Data for analysis:
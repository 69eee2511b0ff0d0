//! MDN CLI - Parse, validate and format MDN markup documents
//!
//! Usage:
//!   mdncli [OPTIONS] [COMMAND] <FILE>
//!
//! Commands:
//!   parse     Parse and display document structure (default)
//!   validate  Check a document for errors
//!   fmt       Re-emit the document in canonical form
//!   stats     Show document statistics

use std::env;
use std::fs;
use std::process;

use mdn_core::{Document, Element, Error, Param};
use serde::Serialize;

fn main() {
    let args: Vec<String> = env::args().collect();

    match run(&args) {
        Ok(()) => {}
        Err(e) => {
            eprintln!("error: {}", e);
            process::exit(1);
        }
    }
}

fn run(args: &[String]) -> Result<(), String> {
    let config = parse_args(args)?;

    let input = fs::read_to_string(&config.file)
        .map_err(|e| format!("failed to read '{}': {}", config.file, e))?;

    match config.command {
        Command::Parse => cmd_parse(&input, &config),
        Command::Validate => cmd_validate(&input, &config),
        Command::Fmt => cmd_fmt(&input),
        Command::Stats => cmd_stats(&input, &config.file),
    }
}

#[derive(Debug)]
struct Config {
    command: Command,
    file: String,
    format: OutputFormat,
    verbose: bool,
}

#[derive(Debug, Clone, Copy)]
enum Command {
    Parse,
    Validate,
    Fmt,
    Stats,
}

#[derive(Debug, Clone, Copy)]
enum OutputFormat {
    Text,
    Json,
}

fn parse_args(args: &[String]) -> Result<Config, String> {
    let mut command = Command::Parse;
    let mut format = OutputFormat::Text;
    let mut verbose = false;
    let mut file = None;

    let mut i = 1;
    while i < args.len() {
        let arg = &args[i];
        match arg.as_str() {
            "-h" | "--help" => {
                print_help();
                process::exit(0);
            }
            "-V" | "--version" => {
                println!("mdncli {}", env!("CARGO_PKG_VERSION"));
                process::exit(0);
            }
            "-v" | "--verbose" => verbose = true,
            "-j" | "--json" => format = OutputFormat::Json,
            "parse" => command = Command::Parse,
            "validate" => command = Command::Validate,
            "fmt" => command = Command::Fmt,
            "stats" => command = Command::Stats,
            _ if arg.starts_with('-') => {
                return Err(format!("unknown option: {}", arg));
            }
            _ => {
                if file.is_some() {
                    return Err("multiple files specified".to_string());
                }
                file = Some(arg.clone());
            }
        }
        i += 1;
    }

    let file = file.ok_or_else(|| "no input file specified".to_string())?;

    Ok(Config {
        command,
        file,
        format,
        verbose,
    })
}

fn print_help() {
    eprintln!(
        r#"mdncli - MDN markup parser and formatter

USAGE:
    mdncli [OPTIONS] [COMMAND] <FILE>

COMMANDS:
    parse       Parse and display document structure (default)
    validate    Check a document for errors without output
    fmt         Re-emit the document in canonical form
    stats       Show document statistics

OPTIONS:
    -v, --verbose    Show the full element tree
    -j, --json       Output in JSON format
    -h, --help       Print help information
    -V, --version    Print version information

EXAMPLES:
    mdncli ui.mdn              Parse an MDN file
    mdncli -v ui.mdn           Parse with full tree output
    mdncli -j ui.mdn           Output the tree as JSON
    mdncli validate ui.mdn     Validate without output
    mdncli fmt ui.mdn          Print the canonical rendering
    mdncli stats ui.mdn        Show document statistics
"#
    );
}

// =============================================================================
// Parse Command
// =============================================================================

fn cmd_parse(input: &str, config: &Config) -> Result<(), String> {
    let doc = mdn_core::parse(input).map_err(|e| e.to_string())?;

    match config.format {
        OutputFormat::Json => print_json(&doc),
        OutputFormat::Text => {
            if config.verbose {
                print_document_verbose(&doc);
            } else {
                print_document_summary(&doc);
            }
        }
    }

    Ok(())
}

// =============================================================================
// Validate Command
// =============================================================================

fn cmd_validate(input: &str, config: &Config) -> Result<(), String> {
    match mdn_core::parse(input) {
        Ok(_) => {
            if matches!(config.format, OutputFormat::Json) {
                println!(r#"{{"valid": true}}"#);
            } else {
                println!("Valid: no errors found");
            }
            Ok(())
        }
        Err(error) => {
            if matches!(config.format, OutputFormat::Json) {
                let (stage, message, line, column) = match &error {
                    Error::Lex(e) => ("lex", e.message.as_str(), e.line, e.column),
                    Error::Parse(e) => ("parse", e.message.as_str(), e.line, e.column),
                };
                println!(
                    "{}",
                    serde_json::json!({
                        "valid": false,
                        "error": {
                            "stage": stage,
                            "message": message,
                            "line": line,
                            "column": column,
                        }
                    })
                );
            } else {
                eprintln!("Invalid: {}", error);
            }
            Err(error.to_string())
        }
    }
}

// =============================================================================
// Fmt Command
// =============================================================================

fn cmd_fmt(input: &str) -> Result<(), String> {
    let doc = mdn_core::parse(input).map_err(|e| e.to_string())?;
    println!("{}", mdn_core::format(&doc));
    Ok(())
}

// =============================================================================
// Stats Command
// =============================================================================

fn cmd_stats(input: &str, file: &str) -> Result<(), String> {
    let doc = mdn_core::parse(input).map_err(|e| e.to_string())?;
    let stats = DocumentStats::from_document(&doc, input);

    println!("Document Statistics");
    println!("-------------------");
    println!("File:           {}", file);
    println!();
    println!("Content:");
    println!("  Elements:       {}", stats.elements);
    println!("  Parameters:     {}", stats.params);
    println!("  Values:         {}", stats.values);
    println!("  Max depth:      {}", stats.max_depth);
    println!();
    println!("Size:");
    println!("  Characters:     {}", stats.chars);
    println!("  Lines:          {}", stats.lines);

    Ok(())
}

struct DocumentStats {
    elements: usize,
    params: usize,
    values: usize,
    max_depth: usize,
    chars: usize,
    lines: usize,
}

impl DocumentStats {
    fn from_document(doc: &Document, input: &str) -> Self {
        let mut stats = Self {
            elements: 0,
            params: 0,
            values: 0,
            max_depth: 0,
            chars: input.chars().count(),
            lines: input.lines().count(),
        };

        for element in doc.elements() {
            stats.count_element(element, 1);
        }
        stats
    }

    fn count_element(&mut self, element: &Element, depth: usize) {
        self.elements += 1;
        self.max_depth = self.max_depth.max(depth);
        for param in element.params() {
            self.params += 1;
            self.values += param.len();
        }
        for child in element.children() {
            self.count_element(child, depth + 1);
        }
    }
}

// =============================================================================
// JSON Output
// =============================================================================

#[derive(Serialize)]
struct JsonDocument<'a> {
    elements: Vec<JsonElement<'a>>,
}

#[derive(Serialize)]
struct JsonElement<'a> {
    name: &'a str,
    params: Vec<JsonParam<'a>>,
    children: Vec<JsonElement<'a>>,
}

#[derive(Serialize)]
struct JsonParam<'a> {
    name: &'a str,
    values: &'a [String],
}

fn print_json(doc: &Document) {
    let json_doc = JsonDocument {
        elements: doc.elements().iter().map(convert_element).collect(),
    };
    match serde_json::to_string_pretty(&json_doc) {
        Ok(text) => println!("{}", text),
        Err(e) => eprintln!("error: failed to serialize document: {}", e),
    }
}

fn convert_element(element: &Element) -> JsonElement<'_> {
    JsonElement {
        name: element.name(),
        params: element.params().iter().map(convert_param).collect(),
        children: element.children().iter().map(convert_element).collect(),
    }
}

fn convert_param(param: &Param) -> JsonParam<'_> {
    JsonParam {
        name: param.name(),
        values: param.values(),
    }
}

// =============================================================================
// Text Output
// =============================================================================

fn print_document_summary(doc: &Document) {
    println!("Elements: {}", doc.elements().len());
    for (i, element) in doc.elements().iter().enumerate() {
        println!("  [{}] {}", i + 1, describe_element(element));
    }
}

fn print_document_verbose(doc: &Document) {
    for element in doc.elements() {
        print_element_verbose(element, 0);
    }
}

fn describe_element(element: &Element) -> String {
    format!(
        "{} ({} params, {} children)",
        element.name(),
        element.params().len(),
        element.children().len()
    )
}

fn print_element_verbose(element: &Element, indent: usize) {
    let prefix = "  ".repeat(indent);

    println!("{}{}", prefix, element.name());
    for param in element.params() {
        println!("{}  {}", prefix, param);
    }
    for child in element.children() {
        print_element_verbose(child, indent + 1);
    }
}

* * *

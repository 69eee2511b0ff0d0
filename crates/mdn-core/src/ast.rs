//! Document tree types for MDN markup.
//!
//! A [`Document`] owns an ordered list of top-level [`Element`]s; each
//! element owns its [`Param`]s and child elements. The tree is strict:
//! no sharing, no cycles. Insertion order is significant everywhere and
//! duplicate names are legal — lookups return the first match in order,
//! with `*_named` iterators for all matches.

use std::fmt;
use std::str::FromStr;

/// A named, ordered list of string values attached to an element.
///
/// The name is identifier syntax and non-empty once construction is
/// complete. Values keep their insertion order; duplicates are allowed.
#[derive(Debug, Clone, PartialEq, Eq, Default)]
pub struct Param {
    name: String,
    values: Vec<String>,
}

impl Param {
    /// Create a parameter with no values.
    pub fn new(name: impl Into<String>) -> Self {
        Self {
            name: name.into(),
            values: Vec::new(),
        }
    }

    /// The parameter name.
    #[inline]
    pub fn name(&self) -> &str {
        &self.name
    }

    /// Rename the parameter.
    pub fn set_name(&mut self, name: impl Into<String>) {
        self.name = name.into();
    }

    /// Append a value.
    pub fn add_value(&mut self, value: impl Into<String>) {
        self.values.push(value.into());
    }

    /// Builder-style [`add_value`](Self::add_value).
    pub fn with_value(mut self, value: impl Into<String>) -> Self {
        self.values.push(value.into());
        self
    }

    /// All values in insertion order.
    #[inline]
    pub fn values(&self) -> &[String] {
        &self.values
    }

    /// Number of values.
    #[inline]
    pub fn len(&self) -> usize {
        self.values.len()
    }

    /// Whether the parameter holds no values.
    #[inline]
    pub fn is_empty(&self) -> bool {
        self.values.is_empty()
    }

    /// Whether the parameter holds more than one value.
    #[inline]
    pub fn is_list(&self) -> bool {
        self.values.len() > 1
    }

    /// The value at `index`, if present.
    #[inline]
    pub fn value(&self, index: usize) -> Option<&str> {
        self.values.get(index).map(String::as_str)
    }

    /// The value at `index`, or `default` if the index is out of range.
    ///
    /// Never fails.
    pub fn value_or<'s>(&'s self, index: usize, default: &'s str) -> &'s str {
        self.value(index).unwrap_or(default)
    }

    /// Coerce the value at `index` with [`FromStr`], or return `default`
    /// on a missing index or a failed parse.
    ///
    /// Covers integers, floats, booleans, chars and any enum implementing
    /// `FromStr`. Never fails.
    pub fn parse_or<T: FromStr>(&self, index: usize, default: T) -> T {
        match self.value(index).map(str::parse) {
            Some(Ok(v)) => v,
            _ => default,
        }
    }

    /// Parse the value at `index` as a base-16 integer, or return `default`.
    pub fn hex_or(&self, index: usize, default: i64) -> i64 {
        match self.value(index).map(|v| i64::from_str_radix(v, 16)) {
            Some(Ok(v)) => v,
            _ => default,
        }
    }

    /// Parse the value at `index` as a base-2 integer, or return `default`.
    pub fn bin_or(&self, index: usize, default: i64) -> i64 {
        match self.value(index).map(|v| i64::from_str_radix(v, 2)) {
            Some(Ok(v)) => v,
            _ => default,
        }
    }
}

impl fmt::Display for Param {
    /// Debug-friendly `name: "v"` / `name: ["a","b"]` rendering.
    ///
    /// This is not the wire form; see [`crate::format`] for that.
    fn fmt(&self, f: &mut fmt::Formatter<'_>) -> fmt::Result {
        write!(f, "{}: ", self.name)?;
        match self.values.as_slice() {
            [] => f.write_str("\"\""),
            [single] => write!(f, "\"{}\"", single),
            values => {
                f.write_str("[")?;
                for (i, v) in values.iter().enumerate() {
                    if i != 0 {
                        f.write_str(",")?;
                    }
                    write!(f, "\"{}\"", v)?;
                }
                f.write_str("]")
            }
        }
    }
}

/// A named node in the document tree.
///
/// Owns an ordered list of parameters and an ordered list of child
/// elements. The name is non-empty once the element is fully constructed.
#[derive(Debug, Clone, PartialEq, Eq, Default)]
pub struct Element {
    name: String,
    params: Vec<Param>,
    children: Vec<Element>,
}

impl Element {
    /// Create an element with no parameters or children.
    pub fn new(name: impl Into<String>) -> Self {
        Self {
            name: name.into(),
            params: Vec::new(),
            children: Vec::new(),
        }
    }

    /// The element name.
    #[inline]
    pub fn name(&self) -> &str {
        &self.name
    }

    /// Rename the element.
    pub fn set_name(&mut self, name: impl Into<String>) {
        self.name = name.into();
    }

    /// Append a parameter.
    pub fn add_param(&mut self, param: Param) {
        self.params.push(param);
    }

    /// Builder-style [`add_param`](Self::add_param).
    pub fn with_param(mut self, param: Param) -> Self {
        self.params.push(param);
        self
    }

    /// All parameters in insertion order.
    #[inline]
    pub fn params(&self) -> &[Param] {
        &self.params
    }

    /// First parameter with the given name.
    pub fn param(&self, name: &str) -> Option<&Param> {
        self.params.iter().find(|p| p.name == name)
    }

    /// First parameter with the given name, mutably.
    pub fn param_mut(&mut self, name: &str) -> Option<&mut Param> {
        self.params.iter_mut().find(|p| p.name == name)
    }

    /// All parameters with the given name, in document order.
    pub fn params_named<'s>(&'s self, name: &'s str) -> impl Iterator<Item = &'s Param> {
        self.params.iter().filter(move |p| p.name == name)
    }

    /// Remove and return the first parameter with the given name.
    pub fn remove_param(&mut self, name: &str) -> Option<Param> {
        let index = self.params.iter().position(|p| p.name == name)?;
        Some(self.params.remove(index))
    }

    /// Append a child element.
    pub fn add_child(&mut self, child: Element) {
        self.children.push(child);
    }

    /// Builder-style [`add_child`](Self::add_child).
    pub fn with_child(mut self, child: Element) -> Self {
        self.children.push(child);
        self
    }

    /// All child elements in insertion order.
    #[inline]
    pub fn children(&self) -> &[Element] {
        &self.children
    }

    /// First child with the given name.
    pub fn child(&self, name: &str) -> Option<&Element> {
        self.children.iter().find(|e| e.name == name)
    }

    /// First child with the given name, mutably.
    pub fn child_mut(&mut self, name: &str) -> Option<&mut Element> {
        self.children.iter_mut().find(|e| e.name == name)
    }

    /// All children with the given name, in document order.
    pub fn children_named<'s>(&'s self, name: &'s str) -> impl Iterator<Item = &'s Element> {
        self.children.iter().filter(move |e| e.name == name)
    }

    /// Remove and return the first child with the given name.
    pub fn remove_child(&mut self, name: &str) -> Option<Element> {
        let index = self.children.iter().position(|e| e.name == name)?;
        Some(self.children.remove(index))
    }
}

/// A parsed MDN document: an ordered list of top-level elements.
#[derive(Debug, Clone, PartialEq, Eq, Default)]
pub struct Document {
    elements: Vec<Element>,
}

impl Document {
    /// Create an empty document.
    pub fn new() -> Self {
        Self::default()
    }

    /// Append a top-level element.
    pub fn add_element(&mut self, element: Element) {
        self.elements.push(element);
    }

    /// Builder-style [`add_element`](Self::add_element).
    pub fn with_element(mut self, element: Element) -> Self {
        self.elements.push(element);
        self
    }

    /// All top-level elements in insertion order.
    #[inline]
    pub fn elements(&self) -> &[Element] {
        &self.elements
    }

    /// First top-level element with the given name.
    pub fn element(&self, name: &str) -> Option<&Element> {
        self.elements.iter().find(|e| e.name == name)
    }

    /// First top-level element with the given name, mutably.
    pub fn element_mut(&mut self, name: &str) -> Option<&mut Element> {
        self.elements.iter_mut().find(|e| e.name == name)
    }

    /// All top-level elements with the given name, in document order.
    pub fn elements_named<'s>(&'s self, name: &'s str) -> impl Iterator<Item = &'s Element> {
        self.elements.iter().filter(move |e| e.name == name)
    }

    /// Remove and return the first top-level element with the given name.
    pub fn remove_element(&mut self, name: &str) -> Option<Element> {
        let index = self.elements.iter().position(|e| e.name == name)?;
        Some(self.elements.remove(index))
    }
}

==

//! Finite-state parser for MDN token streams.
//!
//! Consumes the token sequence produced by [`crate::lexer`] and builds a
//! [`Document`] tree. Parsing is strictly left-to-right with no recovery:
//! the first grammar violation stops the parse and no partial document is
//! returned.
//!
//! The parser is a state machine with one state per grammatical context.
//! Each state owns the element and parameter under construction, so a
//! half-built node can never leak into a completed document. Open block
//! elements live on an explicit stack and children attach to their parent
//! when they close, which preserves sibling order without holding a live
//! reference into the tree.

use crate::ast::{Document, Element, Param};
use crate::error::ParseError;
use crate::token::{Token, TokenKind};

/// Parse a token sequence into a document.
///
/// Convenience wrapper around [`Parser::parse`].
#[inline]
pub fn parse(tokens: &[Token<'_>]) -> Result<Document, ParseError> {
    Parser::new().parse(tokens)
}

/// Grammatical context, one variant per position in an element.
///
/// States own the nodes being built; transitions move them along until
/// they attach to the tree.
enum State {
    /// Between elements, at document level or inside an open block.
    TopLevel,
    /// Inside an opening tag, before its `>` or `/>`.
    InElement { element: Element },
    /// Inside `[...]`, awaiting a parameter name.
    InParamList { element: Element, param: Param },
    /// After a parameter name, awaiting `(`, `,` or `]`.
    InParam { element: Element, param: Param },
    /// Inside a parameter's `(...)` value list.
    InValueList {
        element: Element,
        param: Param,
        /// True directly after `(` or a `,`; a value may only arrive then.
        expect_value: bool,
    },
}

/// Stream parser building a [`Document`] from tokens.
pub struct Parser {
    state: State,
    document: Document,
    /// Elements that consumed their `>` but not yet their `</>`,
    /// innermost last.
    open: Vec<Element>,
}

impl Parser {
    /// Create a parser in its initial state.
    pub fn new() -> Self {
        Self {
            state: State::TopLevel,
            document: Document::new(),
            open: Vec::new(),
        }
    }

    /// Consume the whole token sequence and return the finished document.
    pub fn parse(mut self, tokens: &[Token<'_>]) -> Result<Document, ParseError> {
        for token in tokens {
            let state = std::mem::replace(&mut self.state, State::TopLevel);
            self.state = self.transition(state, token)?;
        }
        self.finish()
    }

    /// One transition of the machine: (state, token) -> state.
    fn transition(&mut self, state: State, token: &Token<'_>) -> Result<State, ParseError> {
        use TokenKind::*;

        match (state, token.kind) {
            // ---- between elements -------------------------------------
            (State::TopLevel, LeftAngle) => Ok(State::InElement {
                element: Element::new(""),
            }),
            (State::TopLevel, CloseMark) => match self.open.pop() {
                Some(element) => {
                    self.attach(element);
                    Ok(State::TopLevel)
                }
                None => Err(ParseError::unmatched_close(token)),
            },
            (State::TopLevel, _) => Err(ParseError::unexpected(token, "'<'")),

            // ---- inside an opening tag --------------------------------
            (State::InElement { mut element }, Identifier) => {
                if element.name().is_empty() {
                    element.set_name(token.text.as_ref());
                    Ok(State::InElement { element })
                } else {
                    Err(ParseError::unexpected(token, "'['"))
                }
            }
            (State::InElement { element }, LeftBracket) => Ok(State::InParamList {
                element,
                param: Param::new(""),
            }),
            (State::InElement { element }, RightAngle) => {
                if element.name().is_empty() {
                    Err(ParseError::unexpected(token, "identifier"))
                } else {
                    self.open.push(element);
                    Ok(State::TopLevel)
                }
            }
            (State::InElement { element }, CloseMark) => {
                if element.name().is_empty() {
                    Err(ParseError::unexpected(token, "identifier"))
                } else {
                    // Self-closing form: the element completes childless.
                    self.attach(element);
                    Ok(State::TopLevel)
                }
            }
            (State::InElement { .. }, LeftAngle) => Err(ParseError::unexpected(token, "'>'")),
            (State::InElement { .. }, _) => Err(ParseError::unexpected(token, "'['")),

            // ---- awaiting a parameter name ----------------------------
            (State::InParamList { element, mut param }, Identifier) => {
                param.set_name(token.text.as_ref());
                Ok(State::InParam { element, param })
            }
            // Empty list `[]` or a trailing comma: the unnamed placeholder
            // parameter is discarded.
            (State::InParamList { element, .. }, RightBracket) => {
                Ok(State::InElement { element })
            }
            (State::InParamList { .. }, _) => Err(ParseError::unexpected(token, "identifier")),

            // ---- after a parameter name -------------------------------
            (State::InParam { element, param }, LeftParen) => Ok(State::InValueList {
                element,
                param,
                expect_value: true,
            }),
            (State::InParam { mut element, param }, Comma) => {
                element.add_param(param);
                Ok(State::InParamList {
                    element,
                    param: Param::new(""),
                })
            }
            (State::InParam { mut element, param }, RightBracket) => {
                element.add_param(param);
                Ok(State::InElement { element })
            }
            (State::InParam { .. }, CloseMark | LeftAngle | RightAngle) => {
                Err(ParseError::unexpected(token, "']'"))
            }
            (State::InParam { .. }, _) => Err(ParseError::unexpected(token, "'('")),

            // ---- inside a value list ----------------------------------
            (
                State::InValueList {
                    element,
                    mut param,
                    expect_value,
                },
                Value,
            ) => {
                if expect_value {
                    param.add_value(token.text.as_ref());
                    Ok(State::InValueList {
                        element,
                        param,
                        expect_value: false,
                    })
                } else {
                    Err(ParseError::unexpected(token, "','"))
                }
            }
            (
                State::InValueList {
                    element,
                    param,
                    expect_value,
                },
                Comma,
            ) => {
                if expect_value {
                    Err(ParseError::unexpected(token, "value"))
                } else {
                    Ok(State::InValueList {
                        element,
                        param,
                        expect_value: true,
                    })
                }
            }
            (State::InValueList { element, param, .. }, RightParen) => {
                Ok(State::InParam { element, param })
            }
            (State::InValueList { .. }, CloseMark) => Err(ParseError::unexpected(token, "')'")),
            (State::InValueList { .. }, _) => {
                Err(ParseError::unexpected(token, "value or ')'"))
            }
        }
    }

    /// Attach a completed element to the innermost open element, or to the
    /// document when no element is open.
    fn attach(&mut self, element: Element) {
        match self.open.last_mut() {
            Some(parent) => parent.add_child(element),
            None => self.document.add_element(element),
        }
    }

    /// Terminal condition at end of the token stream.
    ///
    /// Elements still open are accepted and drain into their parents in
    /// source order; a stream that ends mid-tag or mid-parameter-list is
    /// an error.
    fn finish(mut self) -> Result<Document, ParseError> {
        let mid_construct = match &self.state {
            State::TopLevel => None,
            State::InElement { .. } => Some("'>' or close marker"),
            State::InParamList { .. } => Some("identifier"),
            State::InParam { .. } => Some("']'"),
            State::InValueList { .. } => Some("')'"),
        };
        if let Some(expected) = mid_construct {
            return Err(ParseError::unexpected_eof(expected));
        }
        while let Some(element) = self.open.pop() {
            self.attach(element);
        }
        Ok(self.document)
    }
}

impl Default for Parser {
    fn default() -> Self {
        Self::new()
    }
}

Work task: The answer must consist of each line from the entries that contains the string "tokens".

Written answer:
pub fn parse(tokens: &[Token<'_>]) -> Result<Document, ParseError> {
    Parser::new().parse(tokens)
/// Stream parser building a [`Document`] from tokens.
    pub fn parse(mut self, tokens: &[Token<'_>]) -> Result<Document, ParseError> {
        for token in tokens {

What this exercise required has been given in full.